The sun was shining on an unusually warm November morning Saturday as 60 people gathered for the Veterans Day Memorial Observance and Wreath Laying Ceremony that was held at Memorial Park in Hickory Hills.
Officiating at the ceremony was Ald. Thomas McAvoy (3rd Ward) because Mayor Mike Howley was unable to attend. Also on hand was Hickory Hills Police Chief Al Vodicka, Police Chaplain Father Joe Mol and members of both the police and fire departments.
The color guard of Cub Scout Pack 4728 presented the colors for the ceremony. Boy Scout Joseph Szeszycki escorted City Clerk Dee Catizone and Nancy Knutson for the wreath laying portion of the program.
In addition to honoring all veterans for their service and sacrifice, Saturday’s ceremony also brought special attention to a group of volunteers who labor all year long to provide messages of encouragement and care packages to soldiers in active duty
Fifteen volunteers, members of a local organization known as the “Boxers Battalion” of Kruse’s Krew, a Hickory Hills-based local organization (formerly known as “Adopt a Platoon”) were honored with certificates of appreciation for their dedicated efforts to send needed items to young men and women, who they explain are in harm’s way and deployed far from home defending America.
On the third Tuesday of every month, these volunteers gather to prepare boxes of donated food, treats, toiletries, letters, cards and other items to send to U.S. troops around the world.
The title Kruse’s Krew is derived from the name of the man who started the organization 12 years ago, operating out of his basement. He is Jim Kruse, a veteran of the Vietnam War. He was in the U.S. Army where he achieved the rank of sergeant, serving as a teletype and cryptology equipment specialist. He served from 1967-1970. Today he resides in Palos Hills with Debra, his wife of 20 years.
He knows first-hand how lonely it can be for a soldier on the battlefield.
“I know from experience that the most important thing to a serviceman or woman is not the chow, or sack time, or firing their weapons. It is mail call. You stand in line, waiting for your name to be called, and what a boost it is when you receive a letter or care package from home. But when there is no letter, no package, it is very depressing,” he said.
“Many of our troops now have no family back home or loved ones to write them. They enlisted to get away from paths that were going nowhere, or had no family who cared, or were too poor to send anything,” added Kruse. “My team and I have been fighting to prevent that depression at mail call with love and support American style. We send goodies, cards, letters and items to let them know they have support, and prayers of folks back home.”

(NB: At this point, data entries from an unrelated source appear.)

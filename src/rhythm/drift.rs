//! Slowly evolving values.
//!
//! Two flavours, both pure state: a bounded random walk that takes one
//! `±step` per tick with a pull toward the middle of its range, and a smooth
//! drift that eases toward a target which is re-rolled now and then.

use crate::random::Rng;

#[derive(Debug, Clone, Copy, PartialEq)]
pub struct RandomWalk {
    pub min: f32,
    pub max: f32,
    pub step: f32,
    pub current: f32,
}

impl RandomWalk {
    pub fn new(min: f32, max: f32, step: f32, start: f32) -> Self {
        let (min, max) = if min <= max { (min, max) } else { (max, min) };
        Self {
            min,
            max,
            step: step.abs(),
            current: start.clamp(min, max),
        }
    }

    /// Move one step up or down and return the new value.
    ///
    /// At the centre both directions are equally likely; at either bound the
    /// walk moves inward three times out of four.
    pub fn tick(&mut self, rng: &mut Rng) -> f32 {
        let mid = (self.min + self.max) * 0.5;
        let half = (self.max - self.min) * 0.5;
        let pull = if half > 0.0 {
            (mid - self.current) / half
        } else {
            0.0
        };
        let p_up = 0.5 + 0.25 * pull as f64;
        let delta = if rng.chance(p_up) { self.step } else { -self.step };
        self.current = (self.current + delta).clamp(self.min, self.max);
        self.current
    }

    pub fn value(&self) -> f32 {
        self.current
    }

    /// Change the range, keeping the current value inside it.
    pub fn set_range(&mut self, min: f32, max: f32) {
        self.min = min.min(max);
        self.max = max.max(min);
        self.current = self.current.clamp(self.min, self.max);
    }
}

#[derive(Debug, Clone, Copy, PartialEq)]
pub struct SmoothDrift {
    pub current: f32,
    pub target: f32,
    /// Fraction of the remaining distance covered per tick, 0..1.
    pub smoothing: f32,
}

impl SmoothDrift {
    pub fn new(start: f32, smoothing: f32) -> Self {
        Self {
            current: start,
            target: start,
            smoothing: smoothing.clamp(0.0, 1.0),
        }
    }

    /// Pick a new target in `[min, max)`.
    pub fn retarget(&mut self, rng: &mut Rng, min: f32, max: f32) {
        self.target = rng.range(min, max);
    }

    /// Ease toward the target and return the new value.
    pub fn tick(&mut self) -> f32 {
        self.current += (self.target - self.current) * self.smoothing;
        self.current
    }

    pub fn value(&self) -> f32 {
        self.current
    }
}

#[cfg(test)]
mod tests {
    use super::*;
    use approx::assert_relative_eq;

    #[test]
    fn walk_stays_in_bounds() {
        let mut rng = Rng::new(17);
        let mut walk = RandomWalk::new(0.1, 0.95, 0.04, 0.5);
        for _ in 0..10_000 {
            let v = walk.tick(&mut rng);
            assert!((0.1..=0.95).contains(&v));
        }
    }

    #[test]
    fn walk_moves_by_at_most_one_step() {
        let mut rng = Rng::new(4);
        let mut walk = RandomWalk::new(0.0, 10.0, 1.0, 5.0);
        let mut prev = walk.value();
        for _ in 0..500 {
            let next = walk.tick(&mut rng);
            assert!((next - prev).abs() <= 1.0 + 1e-6);
            prev = next;
        }
    }

    #[test]
    fn walk_drifts_back_from_a_bound() {
        let mut rng = Rng::new(8);
        let mut ups = 0;
        for _ in 0..2_000 {
            let mut walk = RandomWalk::new(0.0, 1.0, 0.1, 1.0);
            if walk.tick(&mut rng) >= 1.0 {
                ups += 1;
            }
        }
        // Only a quarter of the moves from the top bound go (nowhere) up.
        assert!(ups < 700, "{ups}");
    }

    #[test]
    fn drift_approaches_target() {
        let mut drift = SmoothDrift::new(0.0, 0.5);
        drift.target = 1.0;
        assert_relative_eq!(drift.tick(), 0.5);
        assert_relative_eq!(drift.tick(), 0.75);
        for _ in 0..40 {
            drift.tick();
        }
        assert_relative_eq!(drift.value(), 1.0, epsilon = 1e-6);
    }

    #[test]
    fn retarget_stays_in_range() {
        let mut rng = Rng::new(2);
        let mut drift = SmoothDrift::new(0.3, 0.2);
        for _ in 0..100 {
            drift.retarget(&mut rng, 0.25, 0.6);
            assert!((0.25..0.6).contains(&drift.target));
        }
    }
}
//! Choir: a bank of detuned pulse voices shaped by a five-band formant
//! filter, with an optional breath layer and a "scream" mode.
//!
//! ```text
//! pulse + vibrato -> env ─┐
//! pulse + vibrato -> env ─┤
//!        ... (8-10)       ├─> pre ─> 5 x [BandPass (wobble) -> level] ─> sum
//! breath noise -> env ────┘                                              │
//!                                                                        v
//!           rasp noise -> BandPass -> rasp level ──> WaveShaper <── singer peak
//!                                                        │
//!                                                        v
//!                                             Reverb -> Volume -> bus
//! ```
//!
//! Scream mode never jumps: drive, shaper mix, the singer's-formant boost and
//! the rasp level are all ramped.

use tracing::{debug, trace};

use super::formants::{formant, BANDS};
use super::{fade_volume, wet, Instrument, NodeBag, Rig, MAX_WET, MIN_SUSTAINED_ATTACK};
use crate::config::LayerKind;
use crate::cue::Cue;
use crate::random::Rng;
use crate::toolkit::{
    db_to_gain, Adsr, AudioToolkit, FilterMode, NodeId, NodeSpec, NoiseColor, Param, Rolloff,
    ToolkitError, Trigger, Waveform,
};
use crate::transport::EventId;

pub use super::formants::{Register, Vowel};

pub const MIN_VOICES: i32 = 8;
pub const MAX_VOICES: i32 = 10;

/// Pitch glide range of a scream burst, in cents.
pub const BURST_GLIDE_CENTS: (f32, f32) = (80.0, 240.0);

/// Options for `ChoirVoice::scream_burst`.
#[derive(Debug, Clone, Copy, PartialEq)]
pub struct ScreamBurst {
    /// Glide upward rather than downward.
    pub up: bool,
    /// 0..1
    pub intensity: f32,
}

struct ChoirPart {
    osc: NodeId,
    env: NodeId,
    detune: f32,
}

struct BandNodes {
    filter: NodeId,
    level: NodeId,
}

struct PendingRestore {
    cue: EventId,
    prior_scream: Option<f32>,
}

pub struct ChoirVoice {
    bag: NodeBag,
    parts: Vec<ChoirPart>,
    breath: Option<NodeId>,
    bands: Vec<BandNodes>,
    singer_peak: NodeId,
    shaper: NodeId,
    rasp: NodeId,
    volume: NodeId,
    vowel: Vowel,
    register: Register,
    scream: Option<f32>,
    restore: Option<PendingRestore>,
}
//! ambient - generative ambient audio in the terminal
//!
//! Run with: cargo run --bin ambient -- play

mod app;
mod ui;

use std::path::PathBuf;
use std::sync::Mutex;

use clap::{Parser, Subcommand};
use color_eyre::eyre::{Result as EyreResult, WrapErr};
use tracing_subscriber::EnvFilter;

use ambient_drift::{EngineSettings, LayerKind};

/// Log file used while the terminal UI owns the screen.
const LOG_FILE: &str = "ambient.log";

#[derive(Parser)]
#[command(name = "ambient")]
#[command(about = "Generative ambient soundscapes", version, long_about = None)]
struct Cli {
    /// Fixed seed (a clock-derived one is used otherwise)
    #[arg(short, long, global = true)]
    seed: Option<u32>,

    /// Configuration file (defaults to $AMBIENT_DRIFT_CONFIG or ./ambient_drift.toml)
    #[arg(short, long, global = true)]
    config: Option<PathBuf>,

    /// Lower tempo bound
    #[arg(long, global = true)]
    bpm_min: Option<f64>,

    /// Upper tempo bound
    #[arg(long, global = true)]
    bpm_max: Option<f64>,

    /// Layers to leave out (repeatable)
    #[arg(short, long, global = true)]
    disable: Vec<LayerKind>,

    #[command(subcommand)]
    command: Option<Command>,
}

#[derive(Subcommand)]
enum Command {
    /// Play through the default output device
    Play {
        /// Run without the terminal UI
        #[arg(long)]
        headless: bool,

        /// Stop after this many seconds (headless only)
        #[arg(short, long)]
        duration: Option<f64>,
    },
    /// Run the engine against the recording toolkit and print a summary
    Simulate {
        /// Simulated seconds
        #[arg(short = 'n', long, default_value = "120")]
        seconds: f64,

        /// Clock step in seconds
        #[arg(long, default_value = "0.05")]
        step: f64,
    },
    /// List output devices
    Info,
}

impl Cli {
    fn settings(&self) -> EngineSettings {
        let mut settings = EngineSettings::load(self.config.as_deref());
        if let Some(seed) = self.seed {
            settings.seed = Some(seed);
        }
        if let Some(min) = self.bpm_min {
            settings.tempo.min_bpm = min;
        }
        if let Some(max) = self.bpm_max {
            settings.tempo.max_bpm = max;
        }
        settings.tempo = settings.tempo.sanitized();
        for layer in &self.disable {
            settings.layers.get_mut(*layer).enabled = false;
        }
        settings
    }
}

fn init_logging(to_file: bool) -> EyreResult<()> {
    let filter = EnvFilter::try_from_default_env().unwrap_or_else(|_| EnvFilter::new("info"));
    let builder = tracing_subscriber::fmt().with_env_filter(filter);
    if to_file {
        let file = std::fs::File::create(LOG_FILE)
            .wrap_err_with(|| format!("failed to create {LOG_FILE}"))?;
        builder.with_ansi(false).with_writer(Mutex::new(file)).init();
    } else {
        builder.with_writer(std::io::stderr).init();
    }
    Ok(())
}

fn main() -> EyreResult<()> {
    color_eyre::install()?;
    let mut cli = Cli::parse();

    let command = cli.command.take().unwrap_or(Command::Play {
        headless: false,
        duration: None,
    });
    let tui = matches!(command, Command::Play { headless: false, .. });
    init_logging(tui)?;

    let settings = cli.settings();
    match command {
        Command::Play { headless, duration } => app::play(settings, headless, duration),
        Command::Simulate { seconds, step } => app::simulate(settings, seconds, step),
        Command::Info => app::info(),
    }
}
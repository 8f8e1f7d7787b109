//! Drifting tempo.
//!
//! One recurring cycle: pick a target and a transition length, ramp the
//! clock's tempo parameter there, hold for a while, repeat. The ramp lives on
//! the tempo parameter itself, so cancelling pattern cues never interrupts a
//! transition already in progress.

use tracing::debug;

use super::{EventId, Transport};
use crate::config::TempoSettings;
use crate::random::Rng;

pub struct TempoController {
    settings: TempoSettings,
    cycle: Option<EventId>,
    cycles: u64,
}

impl TempoController {
    pub fn new(settings: TempoSettings) -> Self {
        Self {
            settings: settings.sanitized(),
            cycle: None,
            cycles: 0,
        }
    }

    pub fn settings(&self) -> &TempoSettings {
        &self.settings
    }

    pub fn is_active(&self) -> bool {
        self.cycle.is_some()
    }

    /// Number of ramps started since creation.
    pub fn cycles(&self) -> u64 {
        self.cycles
    }

    /// Schedule the first cycle at `at`. Does nothing if already running.
    pub fn start<E: Clone>(&mut self, transport: &mut Transport<E>, at: f64, cue: E) {
        if self.cycle.is_some() {
            return;
        }
        self.cycle = Some(transport.schedule_once(at, cue));
    }

    /// Run one cycle at `now`: start a ramp and schedule the next cycle after
    /// the ramp and a hold.
    pub fn on_cycle<E: Clone>(
        &mut self,
        transport: &mut Transport<E>,
        rng: &mut Rng,
        now: f64,
        cue: E,
    ) {
        if self.cycle.is_none() {
            return;
        }
        let s = &self.settings;
        let target = rng.next_float(s.min_bpm, s.max_bpm);
        let ramp = rng.next_float(s.ramp_secs[0], s.ramp_secs[1]);
        let hold = rng.next_float(s.hold_secs[0], s.hold_secs[1]);

        transport.tempo.ramp_to(target, now, ramp);
        self.cycles += 1;
        debug!(
            from = transport.tempo.value_at(now),
            to = target,
            ramp_secs = ramp,
            hold_secs = hold,
            "tempo drift"
        );

        self.cycle = Some(transport.schedule_once(now + ramp + hold, cue));
    }

    /// Cancel the cycle and ramp back to the base tempo.
    pub fn stop<E: Clone>(&mut self, transport: &mut Transport<E>, now: f64) {
        if let Some(id) = self.cycle.take() {
            transport.cancel(id);
        }
        transport
            .tempo
            .ramp_to(self.settings.base_bpm, now, self.settings.stop_ramp_secs);
    }
}

#[cfg(test)]
mod tests {
    use super::*;
    use crate::transport::TempoParam;

    #[derive(Debug, Clone, PartialEq)]
    struct Cycle;

    fn setup(settings: TempoSettings) -> (TempoController, Transport<Cycle>) {
        let transport = Transport::new(TempoParam::new(
            settings.base_bpm,
            settings.min_bpm,
            settings.max_bpm,
        ));
        (TempoController::new(settings), transport)
    }

    #[test]
    fn tempo_never_leaves_bounds() {
        let settings = TempoSettings {
            ramp_secs: [0.5, 3.0],
            hold_secs: [0.0, 2.0],
            ..TempoSettings::default()
        };
        for seed in 1..20 {
            let (mut ctl, mut transport) = setup(settings);
            let mut rng = Rng::new(seed);
            ctl.start(&mut transport, 0.0, Cycle);

            let mut t = 0.0;
            while t < 300.0 {
                while let Some(fired) = transport.pop_due(t) {
                    ctl.on_cycle(&mut transport, &mut rng, fired.time, fired.cue);
                }
                let bpm = transport.tempo.value_at(t);
                assert!(
                    (settings.min_bpm..=settings.max_bpm).contains(&bpm),
                    "seed {seed}: {bpm} at {t}"
                );
                t += 0.25;
            }
            assert!(ctl.cycles() > 10);
        }
    }

    #[test]
    fn stop_cancels_cycle_and_returns_to_base() {
        let settings = TempoSettings::default();
        let (mut ctl, mut transport) = setup(settings);
        let mut rng = Rng::new(3);

        ctl.start(&mut transport, 0.0, Cycle);
        let fired = transport.pop_due(0.0).unwrap();
        ctl.on_cycle(&mut transport, &mut rng, fired.time, fired.cue);
        assert_eq!(transport.pending(), 1);

        ctl.stop(&mut transport, 5.0);
        assert!(!ctl.is_active());
        assert_eq!(transport.pending(), 0);
        assert_eq!(
            transport.tempo.value_at(5.0 + settings.stop_ramp_secs),
            settings.base_bpm
        );
    }

    #[test]
    fn start_is_idempotent() {
        let (mut ctl, mut transport) = setup(TempoSettings::default());
        ctl.start(&mut transport, 0.0, Cycle);
        ctl.start(&mut transport, 1.0, Cycle);
        assert_eq!(transport.pending(), 1);
    }
}
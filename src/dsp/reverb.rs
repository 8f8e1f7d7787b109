//! Reverb - Room Simulation via Delay Networks
//!
//! Every voice in the engine sits in a long, dark room, and a dry signal
//! never reaches the master bus. This is the classic Schroeder design, run
//! twice with slightly different delay lengths for a decorrelated stereo
//! tail.
//!
//! # Schroeder Reverb Architecture
//!
//! ```text
//! Input ──┬──→ [Comb 1] ──┐
//!         ├──→ [Comb 2] ──┤
//!         ├──→ [Comb 3] ──┼──→ (+) ──→ [Allpass 1] ──→ [Allpass 2] ──→ Output
//!         └──→ [Comb 4] ──┘
//! ```
//!
//! ## Comb Filters
//!
//! ```text
//! y[n] = x[n] + feedback * lowpass(y[n - delay])
//! ```
//!
//! The delay times are mutually prime so the echoes do not pile up on one
//! frequency. The one-pole low-pass in the loop absorbs highs the way air
//! and soft walls do.
//!
//! ## Allpass Filters
//!
//! ```text
//! y[n] = -g * x[n] + x[n - delay] + g * y[n - delay]
//! ```
//!
//! Allpasses smear the comb echoes into a dense wash without colouring it.
//!
//! # Decay Time
//!
//! The node is configured with a decay time (RT60: seconds for the tail to
//! fall 60 dB) rather than a raw feedback amount. A comb with delay `d`
//! loses `20·log10(g)` dB per pass, so reaching -60 dB after `rt60`
//! seconds needs:
//!
//! ```text
//! g = 10^(-3 · d / rt60)
//! ```

const COMB_DELAYS_MS: [f32; 4] = [29.7, 37.1, 41.1, 43.7];
const ALLPASS_DELAYS_MS: [f32; 2] = [5.0, 1.7];
/// Extra samples on the right channel's delays (at 44.1 kHz).
const STEREO_SPREAD: f32 = 23.0;

#[derive(Debug, Clone)]
pub struct CombFilter {
    buffer: Vec<f32>,
    write_pos: usize,
    feedback: f32,
    damp: f32,
    filter_state: f32,
}

impl CombFilter {
    pub fn new(delay_samples: usize) -> Self {
        Self {
            buffer: vec![0.0; delay_samples.max(1)],
            write_pos: 0,
            feedback: 0.5,
            damp: 0.5,
            filter_state: 0.0,
        }
    }

    pub fn delay_samples(&self) -> usize {
        self.buffer.len()
    }

    pub fn set_feedback(&mut self, feedback: f32) {
        self.feedback = feedback.clamp(0.0, 0.98);
    }

    pub fn set_damp(&mut self, damp: f32) {
        self.damp = damp.clamp(0.0, 1.0);
    }

    #[inline]
    pub fn process(&mut self, input: f32) -> f32 {
        let output = self.buffer[self.write_pos];

        self.filter_state = output * (1.0 - self.damp) + self.filter_state * self.damp;
        self.buffer[self.write_pos] = input + self.filter_state * self.feedback;
        self.write_pos = (self.write_pos + 1) % self.buffer.len();

        output
    }

    pub fn reset(&mut self) {
        self.buffer.fill(0.0);
        self.filter_state = 0.0;
        self.write_pos = 0;
    }
}

#[derive(Debug, Clone)]
pub struct AllpassFilter {
    buffer: Vec<f32>,
    write_pos: usize,
    feedback: f32,
}

impl AllpassFilter {
    pub fn new(delay_samples: usize) -> Self {
        Self {
            buffer: vec![0.0; delay_samples.max(1)],
            write_pos: 0,
            feedback: 0.5,
        }
    }

    pub fn set_feedback(&mut self, feedback: f32) {
        self.feedback = feedback.clamp(0.0, 0.9);
    }

    #[inline]
    pub fn process(&mut self, input: f32) -> f32 {
        let delayed = self.buffer[self.write_pos];
        let output = -self.feedback * input + delayed;

        self.buffer[self.write_pos] = input + self.feedback * output;
        self.write_pos = (self.write_pos + 1) % self.buffer.len();

        output
    }

    pub fn reset(&mut self) {
        self.buffer.fill(0.0);
        self.write_pos = 0;
    }
}

/// One channel: four parallel combs into two series allpasses.
#[derive(Debug, Clone)]
pub struct SchroederReverb {
    combs: [CombFilter; 4],
    allpasses: [AllpassFilter; 2],
    sample_rate: f32,
}

impl SchroederReverb {
    pub fn new(sample_rate: f32, extra_samples: f32) -> Self {
        let samples = |ms: f32| (ms * sample_rate / 1000.0 + extra_samples) as usize;
        let combs = COMB_DELAYS_MS.map(|ms| CombFilter::new(samples(ms)));
        let allpasses = ALLPASS_DELAYS_MS.map(|ms| AllpassFilter::new(samples(ms)));
        Self {
            combs,
            allpasses,
            sample_rate,
        }
    }

    /// Set comb feedback so the tail falls 60 dB in `decay_secs`.
    pub fn set_decay(&mut self, decay_secs: f32) {
        let rt60 = decay_secs.max(0.05);
        for comb in &mut self.combs {
            let delay_secs = comb.delay_samples() as f32 / self.sample_rate;
            comb.set_feedback(10.0_f32.powf(-3.0 * delay_secs / rt60));
        }
    }

    /// Set damping (high frequency absorption)
    pub fn set_damping(&mut self, damp: f32) {
        for comb in &mut self.combs {
            comb.set_damp(damp);
        }
    }

    #[inline]
    pub fn process(&mut self, input: f32) -> f32 {
        let mut output = 0.0;
        for comb in &mut self.combs {
            output += comb.process(input);
        }
        output *= 0.25;

        for allpass in &mut self.allpasses {
            output = allpass.process(output);
        }

        output
    }

    pub fn reset(&mut self) {
        for comb in &mut self.combs {
            comb.reset();
        }
        for allpass in &mut self.allpasses {
            allpass.reset();
        }
    }
}

/// Two decorrelated Schroeder channels with a dry/wet mix.
#[derive(Debug, Clone)]
pub struct StereoReverb {
    left: SchroederReverb,
    right: SchroederReverb,
}

impl StereoReverb {
    pub fn new(sample_rate: f32, decay_secs: f32) -> Self {
        let spread = STEREO_SPREAD * sample_rate / 44_100.0;
        let mut reverb = Self {
            left: SchroederReverb::new(sample_rate, 0.0),
            right: SchroederReverb::new(sample_rate, spread),
        };
        reverb.left.set_decay(decay_secs);
        reverb.right.set_decay(decay_secs);
        reverb.left.set_damping(0.4);
        reverb.right.set_damping(0.4);
        reverb
    }

    /// Process a stereo frame. `wet` is 0..1; the dry signal is scaled by
    /// `1 - wet`.
    #[inline]
    pub fn process(&mut self, frame: [f32; 2], wet: f32) -> [f32; 2] {
        let wet = wet.clamp(0.0, 1.0);
        let mono = 0.5 * (frame[0] + frame[1]);
        let l = self.left.process(mono);
        let r = self.right.process(mono);
        [
            frame[0] * (1.0 - wet) + l * wet,
            frame[1] * (1.0 - wet) + r * wet,
        ]
    }

    pub fn reset(&mut self) {
        self.left.reset();
        self.right.reset();
    }
}
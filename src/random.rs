//! Deterministic pseudo-random source.
//!
//! Every stochastic decision in the engine draws from one `Rng`, so a seed
//! fully reproduces a session. The generator is a 32-bit xorshift: three
//! shift-xor steps per draw, output normalised by `u32::MAX`.

use std::time::{SystemTime, UNIX_EPOCH};

const FALLBACK_STATE: u32 = 0x9E37_79B9;

/// 32-bit xorshift generator.
///
/// The state can never be zero (xorshift would get stuck), so a zero seed is
/// remapped to a fixed non-zero constant.
#[derive(Debug, Clone)]
pub struct Rng {
    state: u32,
}

impl Rng {
    pub fn new(seed: u32) -> Self {
        Self {
            state: Self::sanitize(seed),
        }
    }

    /// Replace the state. Anything already handed to the audio graph is
    /// unaffected.
    pub fn seed(&mut self, seed: u32) {
        self.state = Self::sanitize(seed);
    }

    fn sanitize(seed: u32) -> u32 {
        if seed == 0 {
            FALLBACK_STATE
        } else {
            seed
        }
    }

    /// Advance the state and return it as a raw `u32`.
    #[inline]
    pub fn next_u32(&mut self) -> u32 {
        let mut x = self.state;
        x ^= x << 13;
        x ^= x >> 17;
        x ^= x << 5;
        self.state = x;
        x
    }

    /// Uniform real in `[0, 1)`.
    ///
    /// A state of `u32::MAX` divides to exactly 1.0, so that single value is
    /// folded back under the bound.
    #[inline]
    pub fn next_uniform(&mut self) -> f64 {
        let value = self.next_u32() as f64 / u32::MAX as f64;
        if value >= 1.0 {
            1.0 - f64::EPSILON
        } else {
            value
        }
    }

    /// Integer in `[min, max]`, both bounds inclusive.
    pub fn next_int(&mut self, min: i32, max: i32) -> i32 {
        if max <= min {
            return min;
        }
        let span = (max as i64 - min as i64 + 1) as f64;
        let offset = (self.next_uniform() * span).floor() as i64;
        (min as i64 + offset).min(max as i64) as i32
    }

    /// Real in `[min, max)`.
    pub fn next_float(&mut self, min: f64, max: f64) -> f64 {
        min + self.next_uniform() * (max - min)
    }

    /// `f32` convenience for DSP parameters.
    pub fn range(&mut self, min: f32, max: f32) -> f32 {
        self.next_float(min as f64, max as f64) as f32
    }

    /// True with probability `p`.
    pub fn chance(&mut self, p: f64) -> bool {
        self.next_uniform() < p
    }

    /// Uniformly pick one element of a non-empty slice.
    pub fn pick<'a, T>(&mut self, items: &'a [T]) -> Option<&'a T> {
        if items.is_empty() {
            return None;
        }
        let idx = self.next_int(0, items.len() as i32 - 1) as usize;
        items.get(idx)
    }

    /// Fisher-Yates shuffle in place.
    pub fn shuffle<T>(&mut self, items: &mut [T]) {
        for i in (1..items.len()).rev() {
            let j = self.next_int(0, i as i32) as usize;
            items.swap(i, j);
        }
    }
}

/// Derive a seed from the wall clock.
pub fn seed_from_clock() -> u32 {
    let nanos = SystemTime::now()
        .duration_since(UNIX_EPOCH)
        .map(|d| d.as_nanos())
        .unwrap_or(0);
    let folded = (nanos as u64) ^ ((nanos >> 64) as u64);
    let seed = (folded as u32) ^ ((folded >> 32) as u32);
    if seed == 0 {
        FALLBACK_STATE
    } else {
        seed
    }
}

#[cfg(test)]
mod tests {
    use super::*;

    #[test]
    fn same_seed_reproduces_sequence() {
        for seed in [1u32, 7, 12345, 0xDEAD_BEEF, u32::MAX] {
            let mut a = Rng::new(seed);
            let mut b = Rng::new(seed);
            for _ in 0..1000 {
                assert_eq!(a.next_u32(), b.next_u32());
            }
        }
    }

    #[test]
    fn known_xorshift_output() {
        // 1 -> 1 ^ (1 << 13) = 8193; 8193 ^ (8193 >> 17) = 8193;
        // 8193 ^ (8193 << 5) = 8193 ^ 262176 = 270369
        let mut rng = Rng::new(1);
        assert_eq!(rng.next_u32(), 270_369);
    }

    #[test]
    fn reseed_restarts_stream() {
        let mut rng = Rng::new(42);
        let first: Vec<u32> = (0..5).map(|_| rng.next_u32()).collect();
        rng.seed(42);
        let second: Vec<u32> = (0..5).map(|_| rng.next_u32()).collect();
        assert_eq!(first, second);
    }

    #[test]
    fn uniform_stays_in_half_open_interval() {
        let mut rng = Rng::new(99);
        for _ in 0..10_000 {
            let v = rng.next_uniform();
            assert!((0.0..1.0).contains(&v));
        }
    }

    #[test]
    fn int_bounds_are_inclusive() {
        let mut rng = Rng::new(3);
        let mut seen = [false; 3];
        for _ in 0..1000 {
            let v = rng.next_int(-1, 1);
            assert!((-1..=1).contains(&v));
            seen[(v + 1) as usize] = true;
        }
        assert!(seen.iter().all(|&s| s));
    }

    #[test]
    fn zero_seed_does_not_stick() {
        let mut rng = Rng::new(0);
        assert_ne!(rng.next_u32(), 0);
    }

    #[test]
    fn shuffle_is_a_permutation() {
        let mut rng = Rng::new(2024);
        let mut items: Vec<u32> = (0..32).collect();
        rng.shuffle(&mut items);
        let mut sorted = items.clone();
        sorted.sort_unstable();
        assert_eq!(sorted, (0..32).collect::<Vec<_>>());
    }
}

Twelve years ago, as Christmas was approaching, Kruse said he had an idea about sending Christmas cards to troops on active duty.
“I went to my priest at St. Patricia’s and asked if I could hold a card-signing there. He said yes, and the first year we had 400 cards signed by parishioners,” recalled Kruse. “Last year, card signing was done at several locations including Stagg and Andrews high schools, Oakridge School and Fairplay Grocery Store. We mailed a total of 7,000 Christmas cards to our soldiers.”
The project has grown to include the care packages, packed by volunteers, which often include homemade cookies and fudge. “One of our volunteers knits stockings all year so they can be sent in the Christmas packages,” said Kruse.
Kruse’s Krew works with the City of Hickory Hills, local merchants and religious groups to increase the awareness of veterans and to collect donated items to be sent to the Armed Forces. There are several collection points in the area where residents can donate items for the boxes including Hickory Hills City Hall, the Community Center at 7800 W. 89th Place, and the Palos Hills Community Center at 8455 W. 103rd St.
“These boxes or care packages have a positive impact on the morale of the men and women who defend us, our nation and liberty. The packages let them know that their sacrifices are appreciated and that they are not forgotten or alone,” said Kruse.
“My volunteers who the city honored today are all standing up to let our servicemen and women know that they will not be alone, not on our watch.”